Material provided:
/// Implementation of file locks taken from:
/// <https://github.com/rust-lang/cargo/blob/39c13e67a5962466cc7253d41bc1099bbcb224c3/src/cargo/util/flock.rs>
///
/// Under MIT license:
///
/// Permission is hereby granted, free of charge, to any
/// person obtaining a copy of this software and associated
/// documentation files (the "Software"), to deal in the
/// Software without restriction, including without
/// limitation the rights to use, copy, modify, merge,
/// publish, distribute, sublicense, and/or sell copies of
/// the Software, and to permit persons to whom the Software
/// is furnished to do so, subject to the following
/// conditions:
///
/// The above copyright notice and this permission notice
/// shall be included in all copies or substantial portions
/// of the Software.
///
/// THE SOFTWARE IS PROVIDED "AS IS", WITHOUT WARRANTY OF
/// ANY KIND, EXPRESS OR IMPLIED, INCLUDING BUT NOT LIMITED
/// TO THE WARRANTIES OF MERCHANTABILITY, FITNESS FOR A
/// PARTICULAR PURPOSE AND NONINFRINGEMENT. IN NO EVENT
/// SHALL THE AUTHORS OR COPYRIGHT HOLDERS BE LIABLE FOR ANY
/// CLAIM, DAMAGES OR OTHER LIABILITY, WHETHER IN AN ACTION
/// OF CONTRACT, TORT OR OTHERWISE, ARISING FROM, OUT OF OR
/// IN CONNECTION WITH THE SOFTWARE OR THE USE OR OTHER
/// DEALINGS IN THE SOFTWARE.
use std::fs::{File, OpenOptions};
use std::io;
use std::io::{Read, Seek, SeekFrom, Write};
use std::path::{Path, PathBuf};

use anyhow::Context as _;
use sys::{
    error_contended, error_unsupported, lock_exclusive, lock_shared, try_lock_exclusive,
    try_lock_shared, unlock,
};

#[derive(Debug)]
pub struct LockedFile {
    f: Option<File>,
    path: PathBuf,
    state: State,
}

#[derive(PartialEq, Debug)]
enum State {
    Unlocked,
    Shared,
    Exclusive,
}

impl LockedFile {
    /// Returns the underlying file handle of this lock.
    pub fn file(&self) -> &File {
        self.f.as_ref().unwrap()
    }

    /// Returns the underlying path that this lock points to.
    ///
    /// Note that special care must be taken to ensure that the path is not
    /// referenced outside the lifetime of this lock.
    pub fn path(&self) -> &Path {
        assert_ne!(self.state, State::Unlocked);
        &self.path
    }

    /// Returns the parent path containing this file
    pub fn parent(&self) -> &Path {
        assert_ne!(self.state, State::Unlocked);
        self.path.parent().unwrap()
    }

    /// Opens exclusive access to a file, returning the locked version of a
    /// file.
    ///
    /// This function will create a file at `path` if it doesn't already exist
    /// (including intermediate directories), and then it will acquire an
    /// exclusive lock on `path`. If the process must block waiting for the
    /// lock, the `msg` is printed to `config`.
    ///
    /// The returned file can be accessed to look at the path and also has
    /// read/write access to the underlying file.
    pub fn open_rw<P>(path: P, msg: &str) -> anyhow::Result<LockedFile>
    where
        P: AsRef<Path>,
    {
        Self::open(
            path.as_ref(),
            OpenOptions::new().read(true).write(true).create(true),
            State::Exclusive,
            msg,
        )
    }

    /// Opens shared access to a file, returning the locked version of a file.
    ///
    /// This function will fail if `path` doesn't already exist, but if it does
    /// then it will acquire a shared lock on `path`. If the process must block
    /// waiting for the lock, the `msg` is printed to tracing.
    ///
    /// The returned file can be accessed to look at the path and also has read
    /// access to the underlying file. Any writes to the file will return an
    /// error.
    pub fn open_ro<P>(path: P, msg: &str) -> anyhow::Result<LockedFile>
    where
        P: AsRef<Path>,
    {
        Self::open(
            path.as_ref(),
            OpenOptions::new().read(true),
            State::Shared,
            msg,
        )
    }

    fn open(
        path: &Path,
        opts: &OpenOptions,
        state: State,
        msg: &str,
    ) -> anyhow::Result<LockedFile> {
        // If we want an exclusive lock then if we fail because of NotFound it's
        // likely because an intermediate directory didn't exist, so try to
        // create the directory and then continue.
        let f = opts
            .open(path)
            .or_else(|e| {
                if e.kind() == io::ErrorKind::NotFound && state == State::Exclusive {
                    std::fs::create_dir_all(path.parent().unwrap())?;
                    Ok(opts.open(path)?)
                } else {
                    Err(anyhow::Error::from(e))
                }
            })
            .with_context(|| format!("failed to open: {}", path.display()))?;
        match state {
            State::Exclusive => {
                acquire(msg, path, &|| try_lock_exclusive(&f), &|| {
                    lock_exclusive(&f)
                })?;
            }
            State::Shared => {
                acquire(msg, path, &|| try_lock_shared(&f), &|| lock_shared(&f))?;
            }
            State::Unlocked => {}
        }
        Ok(LockedFile {
            f: Some(f),
            path: path.to_owned(),
            state,
        })
    }
}

impl Read for LockedFile {
    fn read(&mut self, buf: &mut [u8]) -> io::Result<usize> {
        self.file().read(buf)
    }
}

impl Seek for LockedFile {
    fn seek(&mut self, to: SeekFrom) -> io::Result<u64> {
        self.file().seek(to)
    }
}

impl Write for LockedFile {
    fn write(&mut self, buf: &[u8]) -> io::Result<usize> {
        self.file().write(buf)
    }

    fn flush(&mut self) -> io::Result<()> {
        self.file().flush()
    }
}

impl Drop for LockedFile {
    fn drop(&mut self) {
        if self.state != State::Unlocked {
            if let Some(f) = self.f.take() {
                let _ = unlock(&f);
            }
        }
    }
}

/// Acquires a lock on a file in a "nice" manner.
///
/// Almost all long-running blocking actions in Cargo have a status message
/// associated with them as we're not sure how long they'll take. Whenever a
/// conflicted file lock happens, this is the case (we're not sure when the lock
/// will be released).
///
/// This function will acquire the lock on a `path`, printing out a nice message
/// to the console if we have to wait for it. It will first attempt to use `try`
/// to acquire a lock on the crate, and in the case of contention it will emit a
/// status message based on `msg` to tracing, and then use `block` to
/// block waiting to acquire a lock.
///
/// Returns an error if the lock could not be acquired or if any error other
/// than a contention error happens.
fn acquire(
    msg: &str,
    path: &Path,
    lock_try: &dyn Fn() -> io::Result<()>,
    lock_block: &dyn Fn() -> io::Result<()>,
) -> anyhow::Result<()> {
    #[cfg(all(target_os = "linux", not(target_env = "musl")))]
    fn is_on_nfs_mount(path: &Path) -> bool {
        use std::ffi::CString;
        use std::mem;
        use std::os::unix::prelude::*;

        let path = match CString::new(path.as_os_str().as_bytes()) {
            Ok(path) => path,
            Err(_) => return false,
        };

        unsafe {
            let mut buf: libc::statfs = mem::zeroed();
            let r = libc::statfs(path.as_ptr(), &mut buf);

            r == 0 && buf.f_type as u32 == libc::NFS_SUPER_MAGIC as u32
        }
    }

    #[cfg(any(not(target_os = "linux"), target_env = "musl"))]
    fn is_on_nfs_mount(_path: &Path) -> bool {
        false
    }

    // File locking on Unix is currently implemented via `flock`, which is known
    // to be broken on NFS. We could in theory just ignore errors that happen on
    // NFS, but apparently the failure mode [1] for `flock` on NFS is **blocking
    // forever**, even if the "non-blocking" flag is passed!
    //
    // As a result, we just skip all file locks entirely on NFS mounts. That
    // should avoid calling any `flock` functions at all, and it wouldn't work
    // there anyway.
    //
    // [1]: https://github.com/rust-lang/cargo/issues/2615
    if is_on_nfs_mount(path) {
        return Ok(());
    }

    match lock_try() {
        Ok(()) => return Ok(()),

        // In addition to ignoring NFS which is commonly not working we also
        // just ignore locking on filesystems that look like they don't
        // implement file locking.
        Err(e) if error_unsupported(&e) => return Ok(()),

        Err(e) => {
            if !error_contended(&e) {
                let e = anyhow::Error::from(e);
                let cx = format!("failed to lock file: {}", path.display());
                return Err(e.context(cx));
            }
        }
    }

    tracing::info!("waiting for file lock on {}", msg);

    lock_block().with_context(|| format!("failed to lock file: {}", path.display()))
}

#[cfg(unix)]
mod sys {
    use std::fs::File;
    use std::io::{Error, Result};
    use std::os::unix::io::AsRawFd;

    pub(super) fn lock_shared(file: &File) -> Result<()> {
        flock(file, libc::LOCK_SH)
    }

    pub(super) fn lock_exclusive(file: &File) -> Result<()> {
        flock(file, libc::LOCK_EX)
    }

    pub(super) fn try_lock_shared(file: &File) -> Result<()> {
        flock(file, libc::LOCK_SH | libc::LOCK_NB)
    }

    pub(super) fn try_lock_exclusive(file: &File) -> Result<()> {
        flock(file, libc::LOCK_EX | libc::LOCK_NB)
    }

    pub(super) fn unlock(file: &File) -> Result<()> {
        flock(file, libc::LOCK_UN)
    }

    pub(super) fn error_contended(err: &Error) -> bool {
        err.raw_os_error().map_or(false, |x| x == libc::EWOULDBLOCK)
    }

    pub(super) fn error_unsupported(err: &Error) -> bool {
        match err.raw_os_error() {
            // Unfortunately, depending on the target, these may or may not be the same.
            // For targets in which they are the same, the duplicate pattern causes a warning.
            #[allow(unreachable_patterns)]
            Some(libc::ENOTSUP | libc::EOPNOTSUPP | libc::ENOSYS) => true,
            _ => false,
        }
    }

    #[cfg(not(target_os = "solaris"))]
    fn flock(file: &File, flag: libc::c_int) -> Result<()> {
        let ret = unsafe { libc::flock(file.as_raw_fd(), flag) };
        if ret < 0 {
            Err(Error::last_os_error())
        } else {
            Ok(())
        }
    }

    #[cfg(target_os = "solaris")]
    fn flock(file: &File, flag: libc::c_int) -> Result<()> {
        // Solaris lacks flock(), so try to emulate using fcntl()
        let mut flock = libc::flock {
            l_type: 0,
            l_whence: 0,
            l_start: 0,
            l_len: 0,
            l_sysid: 0,
            l_pid: 0,
            l_pad: [0, 0, 0, 0],
        };
        flock.l_type = if flag & libc::LOCK_UN != 0 {
            libc::F_UNLCK
        } else if flag & libc::LOCK_EX != 0 {
            libc::F_WRLCK
        } else if flag & libc::LOCK_SH != 0 {
            libc::F_RDLCK
        } else {
            panic!("unexpected flock() operation")
        };

        let mut cmd = libc::F_SETLKW;
        if (flag & libc::LOCK_NB) != 0 {
            cmd = libc::F_SETLK;
        }

        let ret = unsafe { libc::fcntl(file.as_raw_fd(), cmd, &flock) };

        if ret < 0 {
            Err(Error::last_os_error())
        } else {
            Ok(())
        }
    }
}

#[cfg(windows)]
mod sys {
    use std::fs::File;
    use std::io::{Error, Result};
    use std::mem;
    use std::os::windows::io::AsRawHandle;

    use windows_sys::Win32::Foundation::HANDLE;
    use windows_sys::Win32::Foundation::{ERROR_INVALID_FUNCTION, ERROR_LOCK_VIOLATION};
    use windows_sys::Win32::Storage::FileSystem::{
        LockFileEx, UnlockFile, LOCKFILE_EXCLUSIVE_LOCK, LOCKFILE_FAIL_IMMEDIATELY,
    };

    pub(super) fn lock_shared(file: &File) -> Result<()> {
        lock_file(file, 0)
    }

    pub(super) fn lock_exclusive(file: &File) -> Result<()> {
        lock_file(file, LOCKFILE_EXCLUSIVE_LOCK)
    }

    pub(super) fn try_lock_shared(file: &File) -> Result<()> {
        lock_file(file, LOCKFILE_FAIL_IMMEDIATELY)
    }

    pub(super) fn try_lock_exclusive(file: &File) -> Result<()> {
        lock_file(file, LOCKFILE_EXCLUSIVE_LOCK | LOCKFILE_FAIL_IMMEDIATELY)
    }

    pub(super) fn error_contended(err: &Error) -> bool {
        err.raw_os_error()
            .map_or(false, |x| x == ERROR_LOCK_VIOLATION as i32)
    }

    pub(super) fn error_unsupported(err: &Error) -> bool {
        err.raw_os_error()
            .map_or(false, |x| x == ERROR_INVALID_FUNCTION as i32)
    }

    pub(super) fn unlock(file: &File) -> Result<()> {
        unsafe {
            let ret = UnlockFile(file.as_raw_handle() as HANDLE, 0, 0, !0, !0);
            if ret == 0 {
                Err(Error::last_os_error())
            } else {
                Ok(())
            }
        }
    }

    fn lock_file(file: &File, flags: u32) -> Result<()> {
        unsafe {
            let mut overlapped = mem::zeroed();
            let ret = LockFileEx(
                file.as_raw_handle() as HANDLE,
                flags,
                0,
                !0,
                !0,
                &mut overlapped,
            );
            if ret == 0 {
                Err(Error::last_os_error())
            } else {
                Ok(())
            }
        }
    }
}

Problem to work on: What is asked for is an exact copy of the lines above from the one containing "of the Software." through the one containing "LIABLE FOR ANY", and only those.

Answer box:
/// of the Software.
///
/// THE SOFTWARE IS PROVIDED "AS IS", WITHOUT WARRANTY OF
/// ANY KIND, EXPRESS OR IMPLIED, INCLUDING BUT NOT LIMITED
/// TO THE WARRANTIES OF MERCHANTABILITY, FITNESS FOR A
/// PARTICULAR PURPOSE AND NONINFRINGEMENT. IN NO EVENT
/// SHALL THE AUTHORS OR COPYRIGHT HOLDERS BE LIABLE FOR ANY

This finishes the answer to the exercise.